By Ranger Steve Mueller

The repeating call of the Whip-poor-will throughout the night is a joy and disturbance. More than one friend has told me they could not sleep when camping because the bird was incessant and loud. One said it stood on his tent. Many people look forward to hearing it but it is an uncommon treat for most. 

One flushed from under a shrub at Ody Brook where I only got a glimpse. A couple days later, it flushed from the same area and landed facing the tree trunk on an oak branch. They sit lengthwise on branches unlike most birds that stand crosswise on branches. I called a friend that wanted to see one and he arrived later in the afternoon. We flushed it again and it flew to a white pine where it landed on the branch facing the trunk. 

We were pleased with good views. They usually sleep on the ground under shrubs during the day. I have encountered them on tree branches in daylight but perhaps they had been disturbed from sleeping abodes. 

Weather was great for migration the night I last saw the one at Ody Brook. It probably departed for better breeding grounds because it has not been seen or heard since. I seldom find the mysterious treasure or hear its hidden magic song emanating from the mature forest. During migration, they are usually silent in feeding and stopover sites. Hearing their call is a good indication they have reached a suitable nesting area.

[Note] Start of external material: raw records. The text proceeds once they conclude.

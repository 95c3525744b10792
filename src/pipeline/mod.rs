//! Staged tick ingestion pipeline
//!
//! Four stages (ingest, decode, process, broadcast) connected by bounded
//! queues with drop-newest backpressure. Worker counts, capacities and
//! timeouts all come from configuration; every stage scales
//! independently.

pub mod metrics;
pub mod queue;
pub mod supervisor;
mod workers;

use bytes::Bytes;
use futures_util::future::BoxFuture;
use serde::Serialize;
use std::sync::atomic::{AtomicBool, Ordering};
use std::sync::Arc;
use std::time::Duration;
use tokio::sync::RwLock;
use tracing::info;

use crate::chain::{ChainManager, ChainPayload};
use crate::config::Config;
use crate::error::Result;
use crate::latency::{LatencyTracker, Stage, TickClock};
use crate::strategy::{Signal, Strategy};
use metrics::{MetricsSnapshot, PipelineMetrics};
use queue::{bounded, QueueConsumer, QueueProducer};
use supervisor::TaskSupervisor;

/// Raw WebSocket frame queued for decode
#[derive(Debug, Clone)]
pub struct RawFrame {
    pub data: Bytes,
    pub clock: Option<TickClock>,
}

/// Decoded tick queued for processing
#[derive(Debug, Clone)]
pub struct DecodedTick {
    pub tick: crate::decoder::FeedTick,
    pub clock: Option<TickClock>,
}

/// What the broadcast stage fans out
#[derive(Debug, Clone, Serialize)]
pub enum Outbound {
    Signal(Signal),
    Chain(ChainPayload),
}

/// Broadcast-stage queue entry
#[derive(Debug, Clone)]
pub struct OutboundItem {
    pub item: Outbound,
    pub clock: Option<TickClock>,
}

/// A registered downstream consumer of signals and chain payloads
///
/// Delivery runs under the per-broadcast timeout; a slow or failing
/// handler is logged and skipped without affecting siblings.
pub trait BroadcastHandler: Send + Sync {
    fn name(&self) -> &str;

    fn deliver<'a>(&'a self, item: &'a Outbound) -> BoxFuture<'a, Result<()>>;
}

struct StageConsumers {
    raw: QueueConsumer<RawFrame>,
    decoded: QueueConsumer<DecodedTick>,
    outbound: QueueConsumer<OutboundItem>,
}

/// The staged ingestion pipeline
pub struct IngestionPipeline {
    config: Arc<Config>,
    manager: Arc<ChainManager>,
    tracker: Arc<LatencyTracker>,
    metrics: Arc<PipelineMetrics>,
    raw_tx: QueueProducer<RawFrame>,
    decoded_tx: QueueProducer<DecodedTick>,
    outbound_tx: QueueProducer<OutboundItem>,
    consumers: StageConsumers,
    strategies: Arc<RwLock<Vec<Arc<dyn Strategy>>>>,
    handlers: Arc<RwLock<Vec<Arc<dyn BroadcastHandler>>>>,
    started: AtomicBool,
}

impl IngestionPipeline {
    pub fn new(
        config: Arc<Config>,
        manager: Arc<ChainManager>,
        tracker: Arc<LatencyTracker>,
    ) -> Self {
        let poll = Duration::from_millis(config.queue_poll_ms);
        let (raw_tx, raw_rx) = bounded("raw", config.raw_queue_capacity, poll);
        let (decoded_tx, decoded_rx) = bounded("decoded", config.decoded_queue_capacity, poll);
        let (outbound_tx, outbound_rx) = bounded("signal", config.signal_queue_capacity, poll);

        let metrics = Arc::new(PipelineMetrics::new(
            raw_tx.stats(),
            decoded_tx.stats(),
            outbound_tx.stats(),
        ));

        Self {
            config,
            manager,
            tracker,
            metrics,
            raw_tx,
            decoded_tx,
            outbound_tx,
            consumers: StageConsumers {
                raw: raw_rx,
                decoded: decoded_rx,
                outbound: outbound_rx,
            },
            strategies: Arc::new(RwLock::new(Vec::new())),
            handlers: Arc::new(RwLock::new(Vec::new())),
            started: AtomicBool::new(false),
        }
    }

    /// Hand a raw frame from the socket reader to the pipeline
    ///
    /// Never blocks; on a full raw queue the frame is shed and counted
    /// so the reader keeps draining the socket.
    pub fn ingest_raw(&self, data: Bytes) -> bool {
        self.metrics.inc_received();
        let mut clock = self.tracker.sample_clock();
        if let Some(clock) = clock.as_mut() {
            clock.mark(Stage::Queued);
        }
        self.raw_tx.push(RawFrame { data, clock })
    }

    /// Queue a coalesced chain payload for broadcast
    ///
    /// Entry point for the batch compute loop.
    pub fn enqueue_payload(&self, payload: ChainPayload) -> bool {
        self.outbound_tx.push(OutboundItem {
            item: Outbound::Chain(payload),
            clock: None,
        })
    }

    pub async fn register_strategy(&self, strategy: Arc<dyn Strategy>) {
        info!(strategy = strategy.name(), "Registering strategy");
        self.strategies.write().await.push(strategy);
    }

    pub async fn register_broadcast_handler(&self, handler: Arc<dyn BroadcastHandler>) {
        info!(handler = handler.name(), "Registering broadcast handler");
        self.handlers.write().await.push(handler);
    }

    pub fn metrics(&self) -> Arc<PipelineMetrics> {
        self.metrics.clone()
    }

    pub fn metrics_snapshot(&self) -> MetricsSnapshot {
        self.metrics.snapshot()
    }

    pub fn tracker(&self) -> Arc<LatencyTracker> {
        self.tracker.clone()
    }

    /// Spawn all stage worker pools under the supervisor
    pub fn start(&self, supervisor: &TaskSupervisor) {
        if self.started.swap(true, Ordering::SeqCst) {
            return;
        }

        info!(
            decode_workers = self.config.decode_workers,
            strategy_workers = self.config.strategy_workers,
            broadcast_workers = self.config.broadcast_workers,
            "Starting ingestion pipeline"
        );

        for id in 0..self.config.decode_workers {
            supervisor.spawn(
                format!("decode-{}", id),
                workers::decode_worker(
                    id,
                    self.consumers.raw.clone(),
                    self.decoded_tx.clone(),
                    self.metrics.clone(),
                    supervisor.subscribe(),
                ),
            );
        }

        for id in 0..self.config.strategy_workers {
            supervisor.spawn(
                format!("strategy-{}", id),
                workers::strategy_worker(
                    id,
                    self.consumers.decoded.clone(),
                    self.outbound_tx.clone(),
                    self.manager.clone(),
                    self.strategies.clone(),
                    Duration::from_millis(self.config.strategy_timeout_ms),
                    self.metrics.clone(),
                    self.tracker.clone(),
                    supervisor.subscribe(),
                ),
            );
        }

        for id in 0..self.config.broadcast_workers {
            supervisor.spawn(
                format!("broadcast-{}", id),
                workers::broadcast_worker(
                    id,
                    self.consumers.outbound.clone(),
                    self.handlers.clone(),
                    Duration::from_millis(self.config.broadcast_timeout_ms),
                    self.metrics.clone(),
                    self.tracker.clone(),
                    supervisor.subscribe(),
                ),
            );
        }
    }
}
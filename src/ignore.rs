//! Ignore-file model (§6.4).
//!
//! Declarative: one ordered list of shell-style glob patterns per object
//! kind. Applied after normalization — matched objects vanish from both
//! IRs before the differ ever sees them. Loading the file from disk is
//! the caller's job (the planner core only consumes the parsed shape);
//! this module still owns matching since that logic is the same whether
//! the patterns came from a file, a CLI flag, or a test fixture.
//!
//! Open Question 3 (§9): when an ignored object is referenced by a
//! non-ignored object, the source appears to let the reference dangle.
//! This crate does not guess — filtering happens before the dependency
//! graph is built, so a reference to a filtered-out object surfaces later
//! as an ordinary [`crate::error::PlanError::DanglingReference`], exactly
//! as spec.md directs.

use std::collections::BTreeMap;

use serde::{Deserialize, Serialize};

use crate::ir::Ir;

#[derive(Debug, Clone, Copy, PartialEq, Eq, PartialOrd, Ord, Deserialize, Serialize)]
#[serde(rename_all = "snake_case")]
pub enum IgnoreSection {
    Tables,
    Views,
    Functions,
    Procedures,
    Types,
    Sequences,
}

/// Parsed ignore-file contents: a glob pattern list per object-kind
/// section. Absence of the file means an empty [`IgnoreFile`] — no
/// filtering (§6.4).
#[derive(Debug, Clone, Default, Deserialize, Serialize)]
pub struct IgnoreFile {
    #[serde(flatten)]
    sections: BTreeMap<IgnoreSection, Vec<String>>,
}

impl IgnoreFile {
    pub fn new() -> Self {
        Self::default()
    }

    pub fn with_patterns(mut self, section: IgnoreSection, patterns: Vec<String>) -> Self {
        self.sections.insert(section, patterns);
        self
    }

    pub fn parse_toml(text: &str) -> Result<Self, toml::de::Error> {
        toml::from_str(text)
    }

    fn matches(&self, section: IgnoreSection, qualified_name: &str) -> bool {
        self.sections
            .get(&section)
            .is_some_and(|patterns| patterns.iter().any(|p| glob_match(p, qualified_name)))
    }

    /// Remove every object matching this ignore file's patterns from `ir`,
    /// in place. Called once per IR, after normalization and before the
    /// differ runs.
    pub fn apply(&self, ir: &mut Ir) {
        ir.tables.retain(|key, _| !self.matches(IgnoreSection::Tables, key));
        ir.views.retain(|key, _| !self.matches(IgnoreSection::Views, key));
        ir.materialized_views
            .retain(|key, _| !self.matches(IgnoreSection::Views, key));
        ir.routines.retain(|key, routine| {
            let section = match routine.kind {
                crate::ir::RoutineKind::Function => IgnoreSection::Functions,
                crate::ir::RoutineKind::Procedure => IgnoreSection::Procedures,
            };
            !self.matches(section, key)
        });
        ir.types.retain(|key, _| !self.matches(IgnoreSection::Types, key));
        ir.domains.retain(|key, _| !self.matches(IgnoreSection::Types, key));
        ir.sequences
            .retain(|key, _| !self.matches(IgnoreSection::Sequences, key));
    }
}

/// Shell-style glob match (`*` and `?` wildcards only, no character
/// classes) over a qualified `schema.name` string.
fn glob_match(pattern: &str, text: &str) -> bool {
    fn inner(p: &[u8], t: &[u8]) -> bool {
        match (p.first(), t.first()) {
            (None, None) => true,
            (Some(b'*'), _) => {
                inner(&p[1..], t) || (!t.is_empty() && inner(p, &t[1..]))
            }
            (Some(b'?'), Some(_)) => inner(&p[1..], &t[1..]),
            (Some(pc), Some(tc)) if pc == tc => inner(&p[1..], &t[1..]),
            _ => false,
        }
    }
    inner(pattern.as_bytes(), text.as_bytes())
}

#[cfg(test)]
mod tests {
    use super::*;

    #[test]
    fn glob_star_matches_any_suffix() {
        assert!(glob_match("public.tmp_*", "public.tmp_scratch"));
        assert!(!glob_match("public.tmp_*", "public.orders"));
    }

    #[test]
    fn glob_question_matches_single_char() {
        assert!(glob_match("public.v?", "public.v1"));
        assert!(!glob_match("public.v?", "public.v12"));
    }

    #[test]
    fn apply_removes_matching_tables() {
        let mut ir = crate::ir::builder::IrBuilder::new()
            .table("public", "tmp_scratch", |t| {
                t.column("id", "integer", false);
            })
            .build();
        let ignore = IgnoreFile::new()
            .with_patterns(IgnoreSection::Tables, vec!["public.tmp_*".to_string()]);
        ignore.apply(&mut ir);
        assert!(!ir.tables.contains_key("public.tmp_scratch"));
    }

    #[test]
    fn no_patterns_means_no_filtering() {
        let mut ir = crate::ir::builder::IrBuilder::new()
            .table("public", "orders", |t| {
                t.column("id", "integer", false);
            })
            .build();
        IgnoreFile::new().apply(&mut ir);
        assert!(ir.tables.contains_key("public.orders"));
    }
}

At the Howard Christensen Nature Center (HCNC) and in the surrounding Rogue River State Game Area, there is better opportunity for hearing them. The preferred habitat nature niche is a large forest tract with scattered openings and sparse forest understory. Heavy shrub vegetation on the forest floor seems to be a deterrent. They feed on large insects that are possibly most abundant below the forest canopy or in forest ecotone edges. 

They have a short beak but a mouth when opened is as wide as the head and used to scoop flying insects from the air. Insect abundance has declined for many reasons and so have Eastern Whip-poor-wills. Their population might be increasing in some areas due to reforestation and associated insect abundance. Forests along Lake Michigan have recorded higher occurrence and that might be a result of large forest tracts with scattered open areas. The dune country often has an open understory with scattered clearings throughout the forest. 

Increasing use of insecticides and herbicides to meet the needs of our growing human population is considered a hazard that eliminates essential food needed for bird and wildlife survival. Reforestation and habitat management for hunting on public lands has been helpful for the whip-poor-wills. Their population might be increasing in some areas and declining in others. 

Consider an after-dusk drive to the Rogue River State Game Area and stop at one of the North Country Trail parking areas along Red Pine Drive between 18 and 20-Mile Roads, near the Rogue River, or HCNC. Extensive deciduous oak forest or mixed hardwood/pine forest are places to hear their call. Seeing them is not likely. 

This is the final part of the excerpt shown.